--- START ---

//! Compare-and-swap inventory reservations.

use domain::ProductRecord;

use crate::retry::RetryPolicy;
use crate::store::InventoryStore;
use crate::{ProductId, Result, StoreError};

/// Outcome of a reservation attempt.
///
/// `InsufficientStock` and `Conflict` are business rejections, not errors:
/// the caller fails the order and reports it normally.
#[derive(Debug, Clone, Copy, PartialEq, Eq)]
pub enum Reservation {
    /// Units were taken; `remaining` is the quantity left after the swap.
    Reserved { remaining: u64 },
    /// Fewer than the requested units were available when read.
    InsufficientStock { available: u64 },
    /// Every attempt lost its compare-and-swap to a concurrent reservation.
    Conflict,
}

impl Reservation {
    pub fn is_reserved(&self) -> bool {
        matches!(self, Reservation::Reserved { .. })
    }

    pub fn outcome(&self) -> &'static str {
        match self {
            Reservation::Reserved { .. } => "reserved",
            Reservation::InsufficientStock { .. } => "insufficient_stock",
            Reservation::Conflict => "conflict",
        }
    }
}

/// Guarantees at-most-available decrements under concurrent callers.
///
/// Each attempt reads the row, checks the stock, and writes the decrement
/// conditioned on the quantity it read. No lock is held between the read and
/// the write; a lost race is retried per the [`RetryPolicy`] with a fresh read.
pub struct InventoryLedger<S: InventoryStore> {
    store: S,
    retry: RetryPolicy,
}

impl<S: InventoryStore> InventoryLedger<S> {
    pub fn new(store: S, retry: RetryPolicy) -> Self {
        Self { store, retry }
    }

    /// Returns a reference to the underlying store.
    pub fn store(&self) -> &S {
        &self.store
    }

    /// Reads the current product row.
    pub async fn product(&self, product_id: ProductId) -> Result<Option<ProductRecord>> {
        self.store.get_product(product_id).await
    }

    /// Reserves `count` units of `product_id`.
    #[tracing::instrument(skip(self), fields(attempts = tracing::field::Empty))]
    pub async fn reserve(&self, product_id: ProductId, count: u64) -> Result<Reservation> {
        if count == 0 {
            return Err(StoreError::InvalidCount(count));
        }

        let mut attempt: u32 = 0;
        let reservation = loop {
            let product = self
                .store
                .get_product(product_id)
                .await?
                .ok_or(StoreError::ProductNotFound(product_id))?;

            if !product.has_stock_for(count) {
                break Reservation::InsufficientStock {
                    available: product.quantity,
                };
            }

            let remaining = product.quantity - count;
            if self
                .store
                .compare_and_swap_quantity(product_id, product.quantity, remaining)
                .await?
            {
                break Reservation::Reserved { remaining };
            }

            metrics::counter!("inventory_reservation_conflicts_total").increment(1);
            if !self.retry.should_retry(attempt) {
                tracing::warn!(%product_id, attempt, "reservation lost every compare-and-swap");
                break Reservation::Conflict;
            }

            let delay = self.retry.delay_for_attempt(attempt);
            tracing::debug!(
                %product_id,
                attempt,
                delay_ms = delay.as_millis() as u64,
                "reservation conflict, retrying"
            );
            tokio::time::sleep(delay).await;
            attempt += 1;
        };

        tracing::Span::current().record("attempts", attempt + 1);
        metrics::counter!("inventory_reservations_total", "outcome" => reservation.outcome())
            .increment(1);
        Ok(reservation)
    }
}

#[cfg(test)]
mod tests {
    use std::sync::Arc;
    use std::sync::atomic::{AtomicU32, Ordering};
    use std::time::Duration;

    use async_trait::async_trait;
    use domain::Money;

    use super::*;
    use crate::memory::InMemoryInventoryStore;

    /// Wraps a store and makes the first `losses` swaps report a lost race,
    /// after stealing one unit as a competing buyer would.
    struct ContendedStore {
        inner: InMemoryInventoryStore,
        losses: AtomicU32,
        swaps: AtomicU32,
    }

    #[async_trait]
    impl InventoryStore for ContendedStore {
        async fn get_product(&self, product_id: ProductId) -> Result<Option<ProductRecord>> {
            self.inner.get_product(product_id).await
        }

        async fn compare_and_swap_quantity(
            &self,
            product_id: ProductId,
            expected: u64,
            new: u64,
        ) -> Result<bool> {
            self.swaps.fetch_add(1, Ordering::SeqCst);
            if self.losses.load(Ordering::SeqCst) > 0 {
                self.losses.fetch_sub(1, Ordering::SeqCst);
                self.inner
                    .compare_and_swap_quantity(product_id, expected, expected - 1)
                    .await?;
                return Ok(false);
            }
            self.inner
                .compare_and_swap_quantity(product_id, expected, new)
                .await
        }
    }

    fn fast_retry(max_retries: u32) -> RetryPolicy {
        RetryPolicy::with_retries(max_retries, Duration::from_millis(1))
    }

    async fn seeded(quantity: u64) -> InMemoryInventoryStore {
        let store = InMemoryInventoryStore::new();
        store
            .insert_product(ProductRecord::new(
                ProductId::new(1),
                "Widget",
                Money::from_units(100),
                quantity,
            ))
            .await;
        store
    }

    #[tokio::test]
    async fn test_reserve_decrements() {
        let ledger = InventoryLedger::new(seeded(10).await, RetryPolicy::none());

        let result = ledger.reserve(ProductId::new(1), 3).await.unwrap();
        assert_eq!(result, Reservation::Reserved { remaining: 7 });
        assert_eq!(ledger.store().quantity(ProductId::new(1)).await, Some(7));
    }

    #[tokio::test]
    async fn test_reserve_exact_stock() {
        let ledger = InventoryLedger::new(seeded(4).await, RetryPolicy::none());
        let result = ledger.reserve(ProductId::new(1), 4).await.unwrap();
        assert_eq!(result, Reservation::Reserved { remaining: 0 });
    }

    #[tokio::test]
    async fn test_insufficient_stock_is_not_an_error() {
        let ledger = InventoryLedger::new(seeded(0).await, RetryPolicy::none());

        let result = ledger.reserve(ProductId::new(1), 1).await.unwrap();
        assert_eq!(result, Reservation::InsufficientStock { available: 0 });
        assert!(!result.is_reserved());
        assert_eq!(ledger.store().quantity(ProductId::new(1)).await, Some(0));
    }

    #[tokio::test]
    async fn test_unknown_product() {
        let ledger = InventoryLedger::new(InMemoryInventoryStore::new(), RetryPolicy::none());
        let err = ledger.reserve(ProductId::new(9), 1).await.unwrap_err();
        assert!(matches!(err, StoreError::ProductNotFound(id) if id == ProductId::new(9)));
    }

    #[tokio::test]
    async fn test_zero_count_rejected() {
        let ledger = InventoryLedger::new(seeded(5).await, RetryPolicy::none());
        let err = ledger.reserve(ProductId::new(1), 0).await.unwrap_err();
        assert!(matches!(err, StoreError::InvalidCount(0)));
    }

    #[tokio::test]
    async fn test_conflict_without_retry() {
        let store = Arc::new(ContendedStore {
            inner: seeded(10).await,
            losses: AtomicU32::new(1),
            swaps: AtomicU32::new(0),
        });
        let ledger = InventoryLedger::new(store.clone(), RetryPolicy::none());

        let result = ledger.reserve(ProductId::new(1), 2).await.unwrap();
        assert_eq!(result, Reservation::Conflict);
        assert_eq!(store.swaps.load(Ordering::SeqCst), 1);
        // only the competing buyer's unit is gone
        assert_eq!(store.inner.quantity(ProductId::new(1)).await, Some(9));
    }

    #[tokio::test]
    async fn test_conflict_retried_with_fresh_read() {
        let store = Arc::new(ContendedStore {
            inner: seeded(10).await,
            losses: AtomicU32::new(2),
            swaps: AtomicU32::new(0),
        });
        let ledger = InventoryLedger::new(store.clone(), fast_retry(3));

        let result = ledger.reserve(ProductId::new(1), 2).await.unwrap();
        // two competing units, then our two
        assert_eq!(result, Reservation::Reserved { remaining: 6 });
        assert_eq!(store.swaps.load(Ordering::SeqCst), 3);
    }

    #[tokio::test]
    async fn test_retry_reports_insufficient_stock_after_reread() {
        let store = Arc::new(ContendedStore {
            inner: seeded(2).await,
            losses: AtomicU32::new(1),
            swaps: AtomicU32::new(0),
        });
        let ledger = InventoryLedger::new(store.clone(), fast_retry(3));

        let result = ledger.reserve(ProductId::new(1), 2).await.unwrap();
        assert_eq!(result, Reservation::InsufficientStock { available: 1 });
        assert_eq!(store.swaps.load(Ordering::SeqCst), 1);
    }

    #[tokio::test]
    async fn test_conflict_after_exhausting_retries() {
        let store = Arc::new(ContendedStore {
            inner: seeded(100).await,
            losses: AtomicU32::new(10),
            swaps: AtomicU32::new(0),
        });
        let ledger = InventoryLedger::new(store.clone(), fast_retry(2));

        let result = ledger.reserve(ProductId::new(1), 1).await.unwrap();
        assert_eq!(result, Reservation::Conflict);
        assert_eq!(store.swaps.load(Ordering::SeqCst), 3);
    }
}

--- END ---

## THE PROBLEM:
In the material above, locate the line containing "use crate::memory::InMemoryInventoryStore;" and the line containing "if self.losses.load(Ordering::SeqCst) >". Transcribe exactly those two lines and every line between them, and nothing more.

## TASK RESPONSE:
    use crate::memory::InMemoryInventoryStore;

    /// Wraps a store and makes the first `losses` swaps report a lost race,
    /// after stealing one unit as a competing buyer would.
    struct ContendedStore {
        inner: InMemoryInventoryStore,
        losses: AtomicU32,
        swaps: AtomicU32,
    }

    #[async_trait]
    impl InventoryStore for ContendedStore {
        async fn get_product(&self, product_id: ProductId) -> Result<Option<ProductRecord>> {
            self.inner.get_product(product_id).await
        }

        async fn compare_and_swap_quantity(
            &self,
            product_id: ProductId,
            expected: u64,
            new: u64,
        ) -> Result<bool> {
            self.swaps.fetch_add(1, Ordering::SeqCst);
            if self.losses.load(Ordering::SeqCst) > 0 {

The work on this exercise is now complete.